Some time ago, I read Rogue Moon (1960), by Algis Budrys, a classic science fiction novel about an alien deathtrap maze discovered on the moon and the man willing to die over and over again to discover its secrets. I found it fascinating, even though for some reason I never blogged about it. I’ve thought about looking up more of Budrys’ work, and after recently rereading his invisibility-related story “For Love,” I decided to give Hard Landing (1993) a try.
Hard Landing is a very unusual but compelling novel — it tells the story of alien explorers from another solar system who crash land on Earth and are forced to “go native,” and the ways they go about it.
The book is told as a collection of reports, interviews, recollections, and author notes telling the stories of various characters connected to the story. Many chapters, including conversations with characters that are dead, are signed “A.B.,” and the end of the book reveals it to be a narrative pieced together by Algis Budrys himself, allegedly from news stories that he had encountered! It is a curious sort of meta-narrative, and was at the very least interesting.

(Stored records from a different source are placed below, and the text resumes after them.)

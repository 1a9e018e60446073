use std::{collections::BTreeMap, sync::Arc, time::Instant};

use chrono::Utc;
use tracing::{debug, warn};

use crate::{
    clients::rbmq::RabbitMqClient,
    models::{
        health::{HealthCheckResponse, HealthStatus, QueueInfo, ServiceHealth},
        status::ConnectionState,
    },
    store::{CounterStore, PreferenceRepository},
};

const BROKER: &str = "message_broker";
const COUNTER_STORE: &str = "counter_store";
const PREFERENCE_STORE: &str = "preference_store";

pub struct HealthChecker {
    broker: Arc<RabbitMqClient>,
    counters: Arc<dyn CounterStore>,
    preferences: Arc<dyn PreferenceRepository>,
}

impl HealthChecker {
    pub fn new(
        broker: Arc<RabbitMqClient>,
        counters: Arc<dyn CounterStore>,
        preferences: Arc<dyn PreferenceRepository>,
    ) -> Self {
        Self {
            broker,
            counters,
            preferences,
        }
    }

    pub async fn check_all(&self) -> HealthCheckResponse {
        let mut checks = BTreeMap::new();

        let broker_state = self.broker.state();
        checks.insert(BROKER.to_string(), broker_health(broker_state));

        checks.insert(COUNTER_STORE.to_string(), self.check_counters().await);
        checks.insert(PREFERENCE_STORE.to_string(), self.check_preferences().await);

        let queues = self.queue_depths(broker_state).await;

        HealthCheckResponse {
            status: overall_status(&checks),
            timestamp: Utc::now(),
            broker_state,
            checks,
            queues,
        }
    }

    async fn check_counters(&self) -> ServiceHealth {
        let start = Instant::now();

        match self.counters.ping().await {
            Ok(()) => {
                let elapsed = start.elapsed().as_millis() as u64;
                debug!(response_time_ms = elapsed, "Redis health check passed");
                ServiceHealth::healthy(elapsed)
            }
            Err(e) => {
                warn!(error = %e, "Redis health check failed");
                ServiceHealth::unhealthy(format!("Ping failed: {}", e))
            }
        }
    }

    async fn check_preferences(&self) -> ServiceHealth {
        let start = Instant::now();

        match self.preferences.ping().await {
            Ok(()) => {
                let elapsed = start.elapsed().as_millis() as u64;
                debug!(response_time_ms = elapsed, "Database health check passed");
                ServiceHealth::healthy(elapsed)
            }
            Err(e) => {
                warn!(error = %e, "Database health check failed");
                ServiceHealth::unhealthy(format!("Health check query failed: {}", e))
            }
        }
    }

    async fn queue_depths(&self, broker_state: ConnectionState) -> BTreeMap<String, QueueInfo> {
        let mut queues = BTreeMap::new();
        if broker_state != ConnectionState::Connected {
            return queues;
        }

        for queue in self.broker.topology().all_queues() {
            match self.broker.queue_info(&queue).await {
                Ok(info) => {
                    queues.insert(queue, info);
                }
                Err(e) => warn!(queue = %queue, error = %e, "Queue inspection failed"),
            }
        }

        queues
    }
}

fn broker_health(state: ConnectionState) -> ServiceHealth {
    match state {
        ConnectionState::Connected => ServiceHealth::healthy(0),
        ConnectionState::Connecting | ConnectionState::Reconnecting => {
            ServiceHealth::degraded(format!("Broker connection is {}", state))
        }
        ConnectionState::Unavailable => {
            ServiceHealth::unhealthy("Broker reconnection attempts exhausted".to_string())
        }
    }
}

fn overall_status(checks: &BTreeMap<String, ServiceHealth>) -> HealthStatus {
    let has_unhealthy = checks
        .values()
        .any(|health| health.status == HealthStatus::Unhealthy);

    let has_degraded = checks
        .values()
        .any(|health| health.status == HealthStatus::Degraded);

    if has_unhealthy {
        HealthStatus::Unhealthy
    } else if has_degraded {
        HealthStatus::Degraded
    } else {
        HealthStatus::Healthy
    }
}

The story begins in the 1970s, with a death in Chicago. A man has been found electrocuted on the tracks of the northbound “L” train, with no obvious explanation how he ended up there. Was it murder, or suicide? Investigators soon find something far more mysterious — the “man” not only appears to have no real history before he took a job in Chicago, but he is not a man at all. His internal organs and biology are far different from any human being.
We soon learn of four almost human-like aliens that have crash-landed on Earth. Expeditions have been visiting and studying Earth for a long time, waiting for humankind to develop far enough to be welcomed into galactic society (think Prime Directive). The four castaways will not be rescued, for fear of causing an escalating global conflict; they are expected to blend in and spend the rest of their lives as humans. Each of them, based on their personalities, takes a very different approach to doing so, and eventually meets their fate due to their choices.
The book is really a fascinating and unconventional first contact story, looking at how extraterrestrials would survive when trapped on a world that is alien to them. It is, in a sense, an understated story: like all of Budrys’ work I’ve read so far, it is all about the characters and their development, and there are not flashy and dramatic science fiction battles or encounters like you would see in a Star Trek or a Star Wars. It took me a couple of chapters to get into the story proper, but once I could see where Budrys was going with it, I was hooked, and finished it within a day.
Hard Landing appears to have been Budrys’ last novel, and I found it to be an enjoyable and thoughtful sendoff for a science fiction master.